Transcribe each line of the material exactly as it stands.

----

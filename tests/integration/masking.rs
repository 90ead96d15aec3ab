//! Masking filter integration tests.
//!
//! These expect hermes to be configured with a rules file masking
//! `it_mask_people.ssn` with value "XXXXXXXXX" / fill "X".

use crate::{get_proxy_config, skip_if_not_enabled};
use mysql::prelude::*;

const TEST_TABLE: &str = "it_mask_people";

fn setup_table(conn: &mut mysql::Conn) {
    conn.query_drop(format!(
        "CREATE TABLE IF NOT EXISTS {} (name VARCHAR(32), ssn VARCHAR(16))",
        TEST_TABLE
    ))
    .expect("CREATE TABLE should succeed");
    conn.query_drop(format!("DELETE FROM {}", TEST_TABLE))
        .expect("cleanup should succeed");
    conn.query_drop(format!(
        "INSERT INTO {} (name, ssn) VALUES ('alice', '123456789'), ('bob', '42')",
        TEST_TABLE
    ))
    .expect("INSERT should succeed");
}

#[test]
fn test_masked_column_is_rewritten() {
    skip_if_not_enabled!();

    let config = get_proxy_config();
    let mut conn = config.conn();
    setup_table(&mut conn);

    let rows: Vec<(String, String)> = conn
        .query(format!("SELECT name, ssn FROM {} ORDER BY name", TEST_TABLE))
        .expect("SELECT should succeed");

    assert_eq!(rows.len(), 2);
    assert_eq!(rows[0].0, "alice");
    assert_eq!(rows[0].1, "XXXXXXXXX");
    // Fill is tiled when the value length does not match
    assert_eq!(rows[1].1, "XX");
}

#[test]
fn test_unmasked_column_passes_through() {
    skip_if_not_enabled!();

    let config = get_proxy_config();
    let mut conn = config.conn();
    setup_table(&mut conn);

    let names: Vec<String> = conn
        .query(format!("SELECT name FROM {} ORDER BY name", TEST_TABLE))
        .expect("SELECT should succeed");
    assert_eq!(names, vec!["alice", "bob"]);
}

----

Exercise answer
filename tests/integration/masking.rs
repository 90ead96d15aec3ab
//! Masking filter integration tests.
//!
//! These expect hermes to be configured with a rules file masking
//! `it_mask_people.ssn` with value "XXXXXXXXX" / fill "X".

use crate::{get_proxy_config, skip_if_not_enabled};
use mysql::prelude::*;

const TEST_TABLE: &str = "it_mask_people";

fn setup_table(conn: &mut mysql::Conn) {
    conn.query_drop(format!(
        "CREATE TABLE IF NOT EXISTS {} (name VARCHAR(32), ssn VARCHAR(16))",
        TEST_TABLE
    ))
    .expect("CREATE TABLE should succeed");
    conn.query_drop(format!("DELETE FROM {}", TEST_TABLE))
        .expect("cleanup should succeed");
    conn.query_drop(format!(
        "INSERT INTO {} (name, ssn) VALUES ('alice', '123456789'), ('bob', '42')",
        TEST_TABLE
    ))
    .expect("INSERT should succeed");
}

#[test]
fn test_masked_column_is_rewritten() {
    skip_if_not_enabled!();

    let config = get_proxy_config();
    let mut conn = config.conn();
    setup_table(&mut conn);

    let rows: Vec<(String, String)> = conn
        .query(format!("SELECT name, ssn FROM {} ORDER BY name", TEST_TABLE))
        .expect("SELECT should succeed");

    assert_eq!(rows.len(), 2);
    assert_eq!(rows[0].0, "alice");
    assert_eq!(rows[0].1, "XXXXXXXXX");
    // Fill is tiled when the value length does not match
    assert_eq!(rows[1].1, "XX");
}

#[test]
fn test_unmasked_column_passes_through() {
    skip_if_not_enabled!();

    let config = get_proxy_config();
    let mut conn = config.conn();
    setup_table(&mut conn);

    let names: Vec<String> = conn
        .query(format!("SELECT name FROM {} ORDER BY name", TEST_TABLE))
        .expect("SELECT should succeed");
    assert_eq!(names, vec!["alice", "bob"]);
}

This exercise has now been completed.